Print out the entries that follow exactly, missing none.

##### Given records

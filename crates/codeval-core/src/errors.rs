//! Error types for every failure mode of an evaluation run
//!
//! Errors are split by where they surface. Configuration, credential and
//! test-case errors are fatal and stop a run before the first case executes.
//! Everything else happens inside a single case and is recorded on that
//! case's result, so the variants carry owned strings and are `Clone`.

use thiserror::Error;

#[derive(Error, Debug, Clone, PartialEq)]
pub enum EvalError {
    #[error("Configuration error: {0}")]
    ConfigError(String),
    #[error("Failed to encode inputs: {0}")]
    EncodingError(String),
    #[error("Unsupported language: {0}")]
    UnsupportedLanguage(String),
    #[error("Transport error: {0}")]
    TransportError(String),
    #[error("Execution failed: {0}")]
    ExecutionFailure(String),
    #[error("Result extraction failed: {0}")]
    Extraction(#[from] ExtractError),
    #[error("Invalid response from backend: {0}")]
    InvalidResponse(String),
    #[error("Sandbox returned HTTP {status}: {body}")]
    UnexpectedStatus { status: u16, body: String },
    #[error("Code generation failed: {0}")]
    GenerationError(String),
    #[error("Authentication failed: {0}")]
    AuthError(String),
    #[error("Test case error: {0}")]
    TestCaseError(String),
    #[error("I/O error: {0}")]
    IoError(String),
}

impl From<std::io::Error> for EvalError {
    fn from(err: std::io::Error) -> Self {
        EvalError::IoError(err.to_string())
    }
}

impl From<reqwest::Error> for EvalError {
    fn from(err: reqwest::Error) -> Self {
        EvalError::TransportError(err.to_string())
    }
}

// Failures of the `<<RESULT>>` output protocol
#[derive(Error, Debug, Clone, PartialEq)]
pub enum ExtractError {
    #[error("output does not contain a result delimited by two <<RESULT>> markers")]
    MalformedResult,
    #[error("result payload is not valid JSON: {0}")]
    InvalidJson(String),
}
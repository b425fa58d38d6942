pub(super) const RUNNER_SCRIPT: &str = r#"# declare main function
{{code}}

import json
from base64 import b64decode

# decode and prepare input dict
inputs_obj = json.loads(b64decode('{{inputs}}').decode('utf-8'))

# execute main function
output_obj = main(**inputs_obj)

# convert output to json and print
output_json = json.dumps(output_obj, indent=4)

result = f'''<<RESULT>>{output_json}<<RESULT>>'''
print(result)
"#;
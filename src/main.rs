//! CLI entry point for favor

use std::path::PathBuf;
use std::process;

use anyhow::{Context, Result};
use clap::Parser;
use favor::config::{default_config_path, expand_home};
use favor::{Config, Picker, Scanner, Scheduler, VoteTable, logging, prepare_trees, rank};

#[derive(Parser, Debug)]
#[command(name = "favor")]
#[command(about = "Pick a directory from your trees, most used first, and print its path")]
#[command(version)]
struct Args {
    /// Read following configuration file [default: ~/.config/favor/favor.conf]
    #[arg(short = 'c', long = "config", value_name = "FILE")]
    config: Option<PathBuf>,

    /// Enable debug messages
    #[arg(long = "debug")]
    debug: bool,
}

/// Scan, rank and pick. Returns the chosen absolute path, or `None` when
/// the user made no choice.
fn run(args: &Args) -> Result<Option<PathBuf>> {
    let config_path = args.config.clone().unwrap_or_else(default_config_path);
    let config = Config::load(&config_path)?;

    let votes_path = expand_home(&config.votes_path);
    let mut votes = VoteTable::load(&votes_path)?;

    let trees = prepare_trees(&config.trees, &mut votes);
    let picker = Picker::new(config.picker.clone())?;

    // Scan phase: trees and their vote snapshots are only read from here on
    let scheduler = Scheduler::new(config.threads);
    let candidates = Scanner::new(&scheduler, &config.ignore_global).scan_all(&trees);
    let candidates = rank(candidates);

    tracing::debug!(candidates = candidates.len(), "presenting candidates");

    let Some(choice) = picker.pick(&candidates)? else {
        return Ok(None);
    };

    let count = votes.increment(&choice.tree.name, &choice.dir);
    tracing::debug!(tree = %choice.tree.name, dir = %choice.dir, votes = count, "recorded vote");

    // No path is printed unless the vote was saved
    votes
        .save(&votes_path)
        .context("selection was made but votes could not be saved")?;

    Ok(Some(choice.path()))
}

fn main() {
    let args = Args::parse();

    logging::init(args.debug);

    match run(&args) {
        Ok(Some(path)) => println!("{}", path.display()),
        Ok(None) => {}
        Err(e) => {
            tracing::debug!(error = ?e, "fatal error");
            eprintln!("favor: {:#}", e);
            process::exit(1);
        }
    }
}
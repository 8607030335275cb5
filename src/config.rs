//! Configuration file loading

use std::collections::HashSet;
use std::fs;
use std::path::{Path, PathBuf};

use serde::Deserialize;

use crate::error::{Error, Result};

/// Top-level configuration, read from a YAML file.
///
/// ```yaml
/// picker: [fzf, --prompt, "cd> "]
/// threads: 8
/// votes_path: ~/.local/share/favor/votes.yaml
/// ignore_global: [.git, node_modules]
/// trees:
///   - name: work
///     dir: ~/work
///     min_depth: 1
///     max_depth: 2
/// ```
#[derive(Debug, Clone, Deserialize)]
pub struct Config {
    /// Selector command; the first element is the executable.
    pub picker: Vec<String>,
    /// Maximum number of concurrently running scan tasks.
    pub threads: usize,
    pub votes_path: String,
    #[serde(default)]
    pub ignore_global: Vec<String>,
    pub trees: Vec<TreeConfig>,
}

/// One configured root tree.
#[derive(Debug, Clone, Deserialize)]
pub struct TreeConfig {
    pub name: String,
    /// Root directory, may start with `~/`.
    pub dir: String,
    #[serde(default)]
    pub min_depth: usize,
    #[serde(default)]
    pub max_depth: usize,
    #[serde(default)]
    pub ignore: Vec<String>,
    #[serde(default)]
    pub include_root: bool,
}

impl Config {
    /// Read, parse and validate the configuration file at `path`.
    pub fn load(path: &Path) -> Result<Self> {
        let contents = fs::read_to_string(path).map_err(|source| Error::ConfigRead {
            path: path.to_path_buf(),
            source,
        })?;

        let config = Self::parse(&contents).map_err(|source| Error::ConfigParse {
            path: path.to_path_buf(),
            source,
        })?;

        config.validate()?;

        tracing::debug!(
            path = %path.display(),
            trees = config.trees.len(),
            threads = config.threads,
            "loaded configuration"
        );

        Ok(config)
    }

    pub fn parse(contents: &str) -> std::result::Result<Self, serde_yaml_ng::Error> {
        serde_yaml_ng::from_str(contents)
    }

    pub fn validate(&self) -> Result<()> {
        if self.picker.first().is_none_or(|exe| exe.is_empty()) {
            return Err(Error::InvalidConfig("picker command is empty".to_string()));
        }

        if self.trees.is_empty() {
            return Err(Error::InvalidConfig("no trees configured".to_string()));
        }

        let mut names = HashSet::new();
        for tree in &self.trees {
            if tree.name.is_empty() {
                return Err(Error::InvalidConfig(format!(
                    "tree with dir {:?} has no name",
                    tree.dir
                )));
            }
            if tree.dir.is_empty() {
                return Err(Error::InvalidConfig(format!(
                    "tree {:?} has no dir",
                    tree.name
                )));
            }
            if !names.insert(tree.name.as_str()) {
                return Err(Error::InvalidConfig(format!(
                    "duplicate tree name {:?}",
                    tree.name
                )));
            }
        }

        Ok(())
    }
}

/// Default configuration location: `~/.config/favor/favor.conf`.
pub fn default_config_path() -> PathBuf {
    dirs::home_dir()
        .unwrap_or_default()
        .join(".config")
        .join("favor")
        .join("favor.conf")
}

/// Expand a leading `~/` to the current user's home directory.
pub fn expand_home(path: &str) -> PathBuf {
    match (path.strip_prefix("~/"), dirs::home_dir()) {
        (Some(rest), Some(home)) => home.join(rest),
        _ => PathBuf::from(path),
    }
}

##########

__Answer to this exercise__:
filename crates/codeval-core/src/errors.rs
//! Error types for every failure mode of an evaluation run
//!
//! Errors are split by where they surface. Configuration, credential and
//! test-case errors are fatal and stop a run before the first case executes.
//! Everything else happens inside a single case and is recorded on that
//! case's result, so the variants carry owned strings and are `Clone`.

use thiserror::Error;

#[derive(Error, Debug, Clone, PartialEq)]
pub enum EvalError {
    #[error("Configuration error: {0}")]
    ConfigError(String),
    #[error("Failed to encode inputs: {0}")]
    EncodingError(String),
    #[error("Unsupported language: {0}")]
    UnsupportedLanguage(String),
    #[error("Transport error: {0}")]
    TransportError(String),
    #[error("Execution failed: {0}")]
    ExecutionFailure(String),
    #[error("Result extraction failed: {0}")]
    Extraction(#[from] ExtractError),
    #[error("Invalid response from backend: {0}")]
    InvalidResponse(String),
    #[error("Sandbox returned HTTP {status}: {body}")]
    UnexpectedStatus { status: u16, body: String },
    #[error("Code generation failed: {0}")]
    GenerationError(String),
    #[error("Authentication failed: {0}")]
    AuthError(String),
    #[error("Test case error: {0}")]
    TestCaseError(String),
    #[error("I/O error: {0}")]
    IoError(String),
}

impl From<std::io::Error> for EvalError {
    fn from(err: std::io::Error) -> Self {
        EvalError::IoError(err.to_string())
    }
}

impl From<reqwest::Error> for EvalError {
    fn from(err: reqwest::Error) -> Self {
        EvalError::TransportError(err.to_string())
    }
}

// Failures of the `<<RESULT>>` output protocol
#[derive(Error, Debug, Clone, PartialEq)]
pub enum ExtractError {
    #[error("output does not contain a result delimited by two <<RESULT>> markers")]
    MalformedResult,
    #[error("result payload is not valid JSON: {0}")]
    InvalidJson(String),
}
repository b425fa58d38d6942
pub(super) const RUNNER_SCRIPT: &str = r#"# declare main function
{{code}}

import json
from base64 import b64decode

# decode and prepare input dict
inputs_obj = json.loads(b64decode('{{inputs}}').decode('utf-8'))

# execute main function
output_obj = main(**inputs_obj)

# convert output to json and print
output_json = json.dumps(output_obj, indent=4)

result = f'''<<RESULT>>{output_json}<<RESULT>>'''
print(result)
"#;
filename src/main.rs
//! CLI entry point for favor

use std::path::PathBuf;
use std::process;

use anyhow::{Context, Result};
use clap::Parser;
use favor::config::{default_config_path, expand_home};
use favor::{Config, Picker, Scanner, Scheduler, VoteTable, logging, prepare_trees, rank};

#[derive(Parser, Debug)]
#[command(name = "favor")]
#[command(about = "Pick a directory from your trees, most used first, and print its path")]
#[command(version)]
struct Args {
    /// Read following configuration file [default: ~/.config/favor/favor.conf]
    #[arg(short = 'c', long = "config", value_name = "FILE")]
    config: Option<PathBuf>,

    /// Enable debug messages
    #[arg(long = "debug")]
    debug: bool,
}

/// Scan, rank and pick. Returns the chosen absolute path, or `None` when
/// the user made no choice.
fn run(args: &Args) -> Result<Option<PathBuf>> {
    let config_path = args.config.clone().unwrap_or_else(default_config_path);
    let config = Config::load(&config_path)?;

    let votes_path = expand_home(&config.votes_path);
    let mut votes = VoteTable::load(&votes_path)?;

    let trees = prepare_trees(&config.trees, &mut votes);
    let picker = Picker::new(config.picker.clone())?;

    // Scan phase: trees and their vote snapshots are only read from here on
    let scheduler = Scheduler::new(config.threads);
    let candidates = Scanner::new(&scheduler, &config.ignore_global).scan_all(&trees);
    let candidates = rank(candidates);

    tracing::debug!(candidates = candidates.len(), "presenting candidates");

    let Some(choice) = picker.pick(&candidates)? else {
        return Ok(None);
    };

    let count = votes.increment(&choice.tree.name, &choice.dir);
    tracing::debug!(tree = %choice.tree.name, dir = %choice.dir, votes = count, "recorded vote");

    // No path is printed unless the vote was saved
    votes
        .save(&votes_path)
        .context("selection was made but votes could not be saved")?;

    Ok(Some(choice.path()))
}

fn main() {
    let args = Args::parse();

    logging::init(args.debug);

    match run(&args) {
        Ok(Some(path)) => println!("{}", path.display()),
        Ok(None) => {}
        Err(e) => {
            tracing::debug!(error = ?e, "fatal error");
            eprintln!("favor: {:#}", e);
            process::exit(1);
        }
    }
}
repository 8607030335275cb5
filename src/config.rs
//! Configuration file loading

use std::collections::HashSet;
use std::fs;
use std::path::{Path, PathBuf};

use serde::Deserialize;

use crate::error::{Error, Result};

/// Top-level configuration, read from a YAML file.
///
/// ```yaml
/// picker: [fzf, --prompt, "cd> "]
/// threads: 8
/// votes_path: ~/.local/share/favor/votes.yaml
/// ignore_global: [.git, node_modules]
/// trees:
///   - name: work
///     dir: ~/work
///     min_depth: 1
///     max_depth: 2
/// ```
#[derive(Debug, Clone, Deserialize)]
pub struct Config {
    /// Selector command; the first element is the executable.
    pub picker: Vec<String>,
    /// Maximum number of concurrently running scan tasks.
    pub threads: usize,
    pub votes_path: String,
    #[serde(default)]
    pub ignore_global: Vec<String>,
    pub trees: Vec<TreeConfig>,
}

/// One configured root tree.
#[derive(Debug, Clone, Deserialize)]
pub struct TreeConfig {
    pub name: String,
    /// Root directory, may start with `~/`.
    pub dir: String,
    #[serde(default)]
    pub min_depth: usize,
    #[serde(default)]
    pub max_depth: usize,
    #[serde(default)]
    pub ignore: Vec<String>,
    #[serde(default)]
    pub include_root: bool,
}

impl Config {
    /// Read, parse and validate the configuration file at `path`.
    pub fn load(path: &Path) -> Result<Self> {
        let contents = fs::read_to_string(path).map_err(|source| Error::ConfigRead {
            path: path.to_path_buf(),
            source,
        })?;

        let config = Self::parse(&contents).map_err(|source| Error::ConfigParse {
            path: path.to_path_buf(),
            source,
        })?;

        config.validate()?;

        tracing::debug!(
            path = %path.display(),
            trees = config.trees.len(),
            threads = config.threads,
            "loaded configuration"
        );

        Ok(config)
    }

    pub fn parse(contents: &str) -> std::result::Result<Self, serde_yaml_ng::Error> {
        serde_yaml_ng::from_str(contents)
    }

    pub fn validate(&self) -> Result<()> {
        if self.picker.first().is_none_or(|exe| exe.is_empty()) {
            return Err(Error::InvalidConfig("picker command is empty".to_string()));
        }

        if self.trees.is_empty() {
            return Err(Error::InvalidConfig("no trees configured".to_string()));
        }

        let mut names = HashSet::new();
        for tree in &self.trees {
            if tree.name.is_empty() {
                return Err(Error::InvalidConfig(format!(
                    "tree with dir {:?} has no name",
                    tree.dir
                )));
            }
            if tree.dir.is_empty() {
                return Err(Error::InvalidConfig(format!(
                    "tree {:?} has no dir",
                    tree.name
                )));
            }
            if !names.insert(tree.name.as_str()) {
                return Err(Error::InvalidConfig(format!(
                    "duplicate tree name {:?}",
                    tree.name
                )));
            }
        }

        Ok(())
    }
}

/// Default configuration location: `~/.config/favor/favor.conf`.
pub fn default_config_path() -> PathBuf {
    dirs::home_dir()
        .unwrap_or_default()
        .join(".config")
        .join("favor")
        .join("favor.conf")
}

/// Expand a leading `~/` to the current user's home directory.
pub fn expand_home(path: &str) -> PathBuf {
    match (path.strip_prefix("~/"), dirs::home_dir()) {
        (Some(rest), Some(home)) => home.join(rest),
        _ => PathBuf::from(path),
    }
}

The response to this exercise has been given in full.